* _Stored items from a collection_
#[async_trait]
impl PaymentsRepository for MemorySession {
    async fn list_payments(&mut self) -> Result<Vec<Payment>, RepositoryError> {
        let rows = self.tables()?.payments.values().cloned().collect();
        Ok(newest_first(rows, |p: &Payment| p.created_at))
    }

    async fn get_payment(&mut self, id: Uuid) -> Result<Option<Payment>, RepositoryError> {
        Ok(self.tables()?.payments.get(&id).cloned())
    }

    async fn find_payment_by_order(
        &mut self,
        order_id: Uuid,
    ) -> Result<Option<Payment>, RepositoryError> {
        Ok(self
            .tables()?
            .payments
            .values()
            .find(|p| p.order_id == order_id)
            .cloned())
    }

    async fn insert_payment(&mut self, payment: &Payment) -> Result<(), RepositoryError> {
        let t = self.tables()?;
        if !t.orders.contains_key(&payment.order_id) {
            return Err(related("payment for this order"));
        }
        if t.payments.contains_key(&payment.id)
            || t.payments.values().any(|p| p.order_id == payment.order_id)
        {
            return Err(exists("payment for this order"));
        }
        t.payments.insert(payment.id, payment.clone());
        Ok(())
    }

    async fn update_payment(&mut self, payment: &Payment) -> Result<(), RepositoryError> {
        let row = self
            .tables()?
            .payments
            .get_mut(&payment.id)
            .ok_or(RepositoryError::NotFound)?;
        row.amount = payment.amount;
        row.method = payment.method;
        row.status = payment.status;
        row.updated_at = payment.updated_at;
        Ok(())
    }
}

#[async_trait]
impl DeliveriesRepository for MemorySession {
    async fn list_deliveries(&mut self) -> Result<Vec<Delivery>, RepositoryError> {
        let rows = self.tables()?.deliveries.values().cloned().collect();
        Ok(newest_first(rows, |d: &Delivery| d.created_at))
    }

    async fn get_delivery(&mut self, id: Uuid) -> Result<Option<Delivery>, RepositoryError> {
        Ok(self.tables()?.deliveries.get(&id).cloned())
    }

    async fn find_delivery_by_order(
        &mut self,
        order_id: Uuid,
    ) -> Result<Option<Delivery>, RepositoryError> {
        Ok(self
            .tables()?
            .deliveries
            .values()
            .find(|d| d.order_id == order_id)
            .cloned())
    }

    async fn insert_delivery(&mut self, delivery: &Delivery) -> Result<(), RepositoryError> {
        let t = self.tables()?;
        if !t.orders.contains_key(&delivery.order_id) {
            return Err(related("delivery for this order"));
        }
        if t.deliveries.contains_key(&delivery.id)
            || t.deliveries.values().any(|d| d.order_id == delivery.order_id)
        {
            return Err(exists("delivery for this order"));
        }
        t.deliveries.insert(delivery.id, delivery.clone());
        Ok(())
    }

    async fn update_delivery(&mut self, delivery: &Delivery) -> Result<(), RepositoryError> {
        let row = self
            .tables()?
            .deliveries
            .get_mut(&delivery.id)
            .ok_or(RepositoryError::NotFound)?;
        let (id, order_id, created_at) = (row.id, row.order_id, row.created_at);
        *row = delivery.clone();
        row.id = id;
        row.order_id = order_id;
        row.created_at = created_at;
        Ok(())
    }
}

#[cfg(test)]
mod tests {
    use super::*;
    use model::{PaymentMethod, Role};
    use rust_decimal::Decimal;

    async fn seed_product(store: &MemoryStore, stock: i32) -> Product {
        let category = Category::new("Panes", "Pan fresco");
        let product = Product::new(category.id, "Pan de bono", "", Decimal::from(10), stock);
        let mut s = store.begin().await.unwrap();
        s.insert_category(&category).await.unwrap();
        s.insert_product(&product).await.unwrap();
        s.commit().await.unwrap();
        product
    }

    async fn seed_user(store: &MemoryStore, email: &str) -> User {
        let credential = Credential::new(email, "hash", Role::User);
        let now = Utc::now();
        let user = User {
            id: Uuid::new_v4(),
            credential_id: credential.id,
            name: "Ana".into(),
            last_name: "Gómez".into(),
            email: email.into(),
            phone: "3000000000".into(),
            address: Some("Calle 1".into()),
            active: true,
            created_at: now,
            updated_at: now,
        };
        let mut s = store.begin().await.unwrap();
        s.insert_credential(&credential).await.unwrap();
        s.insert_user(&user).await.unwrap();
        s.commit().await.unwrap();
        user
    }

    #[tokio::test]
    async fn test_dropped_session_discards_writes() {
        let store = MemoryStore::new();
        let product = seed_product(&store, 5).await;

        {
            let mut s = store.begin().await.unwrap();
            assert!(s.decrement_stock(product.id, 3).await.unwrap());
        }

        let mut s = store.begin().await.unwrap();
        let stored = s.get_product(product.id).await.unwrap().unwrap();
        assert_eq!(stored.stock, 5);
    }

    #[tokio::test]
    async fn test_commit_publishes_writes() {
        let store = MemoryStore::new();
        let product = seed_product(&store, 5).await;

        let mut s = store.begin().await.unwrap();
        assert!(s.decrement_stock(product.id, 3).await.unwrap());
        assert!(!s.decrement_stock(product.id, 3).await.unwrap());
        s.commit().await.unwrap();
        assert!(matches!(s.commit().await, Err(RepositoryError::Closed)));
        drop(s);

        let mut s = store.begin().await.unwrap();
        assert_eq!(s.get_product(product.id).await.unwrap().unwrap().stock, 2);
    }

    #[tokio::test]
    async fn test_duplicate_payment_is_a_conflict() {
        let store = MemoryStore::new();
        let product = seed_product(&store, 5).await;
        let user = seed_user(&store, "ana@example.com").await;

        let cart_lines = vec![CartLine::new(Uuid::new_v4(), product.id, 1, product.price)];
        let order = Order::from_cart_lines(user.id, &cart_lines, Decimal::from(4000));

        let mut s = store.begin().await.unwrap();
        s.insert_order(&order).await.unwrap();
        s.insert_payment(&Payment::pending(order.id, order.total, PaymentMethod::Cash))
            .await
            .unwrap();
        let second = s
            .insert_payment(&Payment::pending(order.id, order.total, PaymentMethod::Card))
            .await;
        assert!(matches!(second, Err(RepositoryError::Conflict(_))));
    }

    #[tokio::test]
    async fn test_one_active_cart_per_user() {
        let store = MemoryStore::new();
        let user = seed_user(&store, "ana@example.com").await;

        let mut s = store.begin().await.unwrap();
        s.insert_cart(&Cart::new(user.id)).await.unwrap();
        let second = s.insert_cart(&Cart::new(user.id)).await;
        assert!(matches!(second, Err(RepositoryError::Conflict(_))));
    }

    #[tokio::test]
    async fn test_email_is_unique_ignoring_case() {
        let store = MemoryStore::new();
        seed_user(&store, "ana@example.com").await;

        let mut s = store.begin().await.unwrap();
        let found = s.find_user_by_email("ANA@example.com").await.unwrap();
        assert!(found.is_some());

        let credential = Credential::new("other", "hash", Role::User);
        s.insert_credential(&credential).await.unwrap();
        let mut clash = found.unwrap();
        clash.id = Uuid::new_v4();
        clash.credential_id = credential.id;
        clash.email = "Ana@Example.com".into();
        assert!(matches!(
            s.insert_user(&clash).await,
            Err(RepositoryError::Conflict(_))
        ));
    }

    #[tokio::test]
    async fn test_category_in_use_cannot_be_deleted() {
        let store = MemoryStore::new();
        let product = seed_product(&store, 1).await;

        let mut s = store.begin().await.unwrap();
        let deleted = s.delete_category(product.category_id).await;
        assert!(matches!(deleted, Err(RepositoryError::Conflict(_))));
        assert!(!s.delete_category(Uuid::new_v4()).await.unwrap());
    }
}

* _Required work_
All of the records shown above should be reproduced exactly.

* _The completed task_
#[async_trait]
impl PaymentsRepository for MemorySession {
    async fn list_payments(&mut self) -> Result<Vec<Payment>, RepositoryError> {
        let rows = self.tables()?.payments.values().cloned().collect();
        Ok(newest_first(rows, |p: &Payment| p.created_at))
    }

    async fn get_payment(&mut self, id: Uuid) -> Result<Option<Payment>, RepositoryError> {
        Ok(self.tables()?.payments.get(&id).cloned())
    }

    async fn find_payment_by_order(
        &mut self,
        order_id: Uuid,
    ) -> Result<Option<Payment>, RepositoryError> {
        Ok(self
            .tables()?
            .payments
            .values()
            .find(|p| p.order_id == order_id)
            .cloned())
    }

    async fn insert_payment(&mut self, payment: &Payment) -> Result<(), RepositoryError> {
        let t = self.tables()?;
        if !t.orders.contains_key(&payment.order_id) {
            return Err(related("payment for this order"));
        }
        if t.payments.contains_key(&payment.id)
            || t.payments.values().any(|p| p.order_id == payment.order_id)
        {
            return Err(exists("payment for this order"));
        }
        t.payments.insert(payment.id, payment.clone());
        Ok(())
    }

    async fn update_payment(&mut self, payment: &Payment) -> Result<(), RepositoryError> {
        let row = self
            .tables()?
            .payments
            .get_mut(&payment.id)
            .ok_or(RepositoryError::NotFound)?;
        row.amount = payment.amount;
        row.method = payment.method;
        row.status = payment.status;
        row.updated_at = payment.updated_at;
        Ok(())
    }
}

#[async_trait]
impl DeliveriesRepository for MemorySession {
    async fn list_deliveries(&mut self) -> Result<Vec<Delivery>, RepositoryError> {
        let rows = self.tables()?.deliveries.values().cloned().collect();
        Ok(newest_first(rows, |d: &Delivery| d.created_at))
    }

    async fn get_delivery(&mut self, id: Uuid) -> Result<Option<Delivery>, RepositoryError> {
        Ok(self.tables()?.deliveries.get(&id).cloned())
    }

    async fn find_delivery_by_order(
        &mut self,
        order_id: Uuid,
    ) -> Result<Option<Delivery>, RepositoryError> {
        Ok(self
            .tables()?
            .deliveries
            .values()
            .find(|d| d.order_id == order_id)
            .cloned())
    }

    async fn insert_delivery(&mut self, delivery: &Delivery) -> Result<(), RepositoryError> {
        let t = self.tables()?;
        if !t.orders.contains_key(&delivery.order_id) {
            return Err(related("delivery for this order"));
        }
        if t.deliveries.contains_key(&delivery.id)
            || t.deliveries.values().any(|d| d.order_id == delivery.order_id)
        {
            return Err(exists("delivery for this order"));
        }
        t.deliveries.insert(delivery.id, delivery.clone());
        Ok(())
    }

    async fn update_delivery(&mut self, delivery: &Delivery) -> Result<(), RepositoryError> {
        let row = self
            .tables()?
            .deliveries
            .get_mut(&delivery.id)
            .ok_or(RepositoryError::NotFound)?;
        let (id, order_id, created_at) = (row.id, row.order_id, row.created_at);
        *row = delivery.clone();
        row.id = id;
        row.order_id = order_id;
        row.created_at = created_at;
        Ok(())
    }
}

#[cfg(test)]
mod tests {
    use super::*;
    use model::{PaymentMethod, Role};
    use rust_decimal::Decimal;

    async fn seed_product(store: &MemoryStore, stock: i32) -> Product {
        let category = Category::new("Panes", "Pan fresco");
        let product = Product::new(category.id, "Pan de bono", "", Decimal::from(10), stock);
        let mut s = store.begin().await.unwrap();
        s.insert_category(&category).await.unwrap();
        s.insert_product(&product).await.unwrap();
        s.commit().await.unwrap();
        product
    }

    async fn seed_user(store: &MemoryStore, email: &str) -> User {
        let credential = Credential::new(email, "hash", Role::User);
        let now = Utc::now();
        let user = User {
            id: Uuid::new_v4(),
            credential_id: credential.id,
            name: "Ana".into(),
            last_name: "Gómez".into(),
            email: email.into(),
            phone: "3000000000".into(),
            address: Some("Calle 1".into()),
            active: true,
            created_at: now,
            updated_at: now,
        };
        let mut s = store.begin().await.unwrap();
        s.insert_credential(&credential).await.unwrap();
        s.insert_user(&user).await.unwrap();
        s.commit().await.unwrap();
        user
    }

    #[tokio::test]
    async fn test_dropped_session_discards_writes() {
        let store = MemoryStore::new();
        let product = seed_product(&store, 5).await;

        {
            let mut s = store.begin().await.unwrap();
            assert!(s.decrement_stock(product.id, 3).await.unwrap());
        }

        let mut s = store.begin().await.unwrap();
        let stored = s.get_product(product.id).await.unwrap().unwrap();
        assert_eq!(stored.stock, 5);
    }

    #[tokio::test]
    async fn test_commit_publishes_writes() {
        let store = MemoryStore::new();
        let product = seed_product(&store, 5).await;

        let mut s = store.begin().await.unwrap();
        assert!(s.decrement_stock(product.id, 3).await.unwrap());
        assert!(!s.decrement_stock(product.id, 3).await.unwrap());
        s.commit().await.unwrap();
        assert!(matches!(s.commit().await, Err(RepositoryError::Closed)));
        drop(s);

        let mut s = store.begin().await.unwrap();
        assert_eq!(s.get_product(product.id).await.unwrap().unwrap().stock, 2);
    }

    #[tokio::test]
    async fn test_duplicate_payment_is_a_conflict() {
        let store = MemoryStore::new();
        let product = seed_product(&store, 5).await;
        let user = seed_user(&store, "ana@example.com").await;

        let cart_lines = vec![CartLine::new(Uuid::new_v4(), product.id, 1, product.price)];
        let order = Order::from_cart_lines(user.id, &cart_lines, Decimal::from(4000));

        let mut s = store.begin().await.unwrap();
        s.insert_order(&order).await.unwrap();
        s.insert_payment(&Payment::pending(order.id, order.total, PaymentMethod::Cash))
            .await
            .unwrap();
        let second = s
            .insert_payment(&Payment::pending(order.id, order.total, PaymentMethod::Card))
            .await;
        assert!(matches!(second, Err(RepositoryError::Conflict(_))));
    }

    #[tokio::test]
    async fn test_one_active_cart_per_user() {
        let store = MemoryStore::new();
        let user = seed_user(&store, "ana@example.com").await;

        let mut s = store.begin().await.unwrap();
        s.insert_cart(&Cart::new(user.id)).await.unwrap();
        let second = s.insert_cart(&Cart::new(user.id)).await;
        assert!(matches!(second, Err(RepositoryError::Conflict(_))));
    }

    #[tokio::test]
    async fn test_email_is_unique_ignoring_case() {
        let store = MemoryStore::new();
        seed_user(&store, "ana@example.com").await;

        let mut s = store.begin().await.unwrap();
        let found = s.find_user_by_email("ANA@example.com").await.unwrap();
        assert!(found.is_some());

        let credential = Credential::new("other", "hash", Role::User);
        s.insert_credential(&credential).await.unwrap();
        let mut clash = found.unwrap();
        clash.id = Uuid::new_v4();
        clash.credential_id = credential.id;
        clash.email = "Ana@Example.com".into();
        assert!(matches!(
            s.insert_user(&clash).await,
            Err(RepositoryError::Conflict(_))
        ));
    }

    #[tokio::test]
    async fn test_category_in_use_cannot_be_deleted() {
        let store = MemoryStore::new();
        let product = seed_product(&store, 1).await;

        let mut s = store.begin().await.unwrap();
        let deleted = s.delete_category(product.category_id).await;
        assert!(matches!(deleted, Err(RepositoryError::Conflict(_))));
        assert!(!s.delete_category(Uuid::new_v4()).await.unwrap());
    }
}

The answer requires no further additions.